Enfin, à notre point de vue, certains établissements devront intégrer dans leurs réflexions la mise en place d’un « stress-test » en liaison à une éventuelle dégradation de leur « rating ». Bien que les critères de classification des établissements soient fixes et que la FINMA ait prévu d’accorder un délai de transition lors d’un changement de catégorie, les banques se retrouveront déjà avec un niveau de fonds propres en diminution lors de la mise en application des règles de Bâle III, mais fonction de leur classification, le passage à une catégorie inférieure pourrait augmenter les besoins en fonds propres.

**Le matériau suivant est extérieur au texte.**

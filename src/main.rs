mod app;
mod auth;
mod chat;
mod config;
mod error;
mod extract;
mod health;
mod intake;
mod patch;
mod screening;
mod state;
mod users;

#[tokio::main]
async fn main() -> anyhow::Result<()> {
    dotenvy::dotenv().ok();

    let env_filter = std::env::var("RUST_LOG")
        .unwrap_or_else(|_| "mellowmind=debug,axum=info,tower_http=info".to_string());
    let json_logs = std::env::var("LOG_FORMAT")
        .map(|v| v == "json")
        .unwrap_or(false);

    if json_logs {
        tracing_subscriber::fmt()
            .with_env_filter(env_filter)
            .with_target(false)
            .json()
            .init();
    } else {
        tracing_subscriber::fmt().with_env_filter(env_filter).init();
    }

    let state = state::AppState::init().await?;

    sqlx::migrate!("./migrations").run(&state.db).await?;
    tracing::info!("migrations applied");

    let host = state.config.host.clone();
    let port = state.config.port;
    let app = app::build_app(state);
    app::serve(app, &host, port).await
}
#![no_std]

//! seqkit Core - Sequence and String Transformations
//!
//! This crate provides pure transformations over small in-memory
//! sequences of numbers and strings. Nothing here performs I/O, holds
//! state, or mutates its input: every function borrows a slice and
//! returns freshly built data.
//!
//! Operations that return owned `Vec`/`String` values require the
//! `alloc` feature (enabled by default). Scalar operations such as
//! [`count_short_words`], [`all_primary_colors`] and [`parse_number`]
//! work without it.

#[cfg(feature = "alloc")]
extern crate alloc;

#[cfg(feature = "std")]
extern crate std;

pub mod constants;
pub mod error;
pub mod traits;
pub mod transform;

pub use error::*;
pub use traits::*;
pub use transform::*;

A titre d’exemple le passage de la catégorie 5 à 4 impliquera un besoin de fonds propres accru de 0.7 %.

Les établissements seront sans doute rassurés de savoir qu’une fois leurs processus de budgétisation et de planification des fonds propres terminés, leur société d’audit devra se prononcer sur l’adéquation de la planification effectuée des fonds propres dans leur rapport sur l’audit prudentiel et devra dresser un constat des hypothèses retenues.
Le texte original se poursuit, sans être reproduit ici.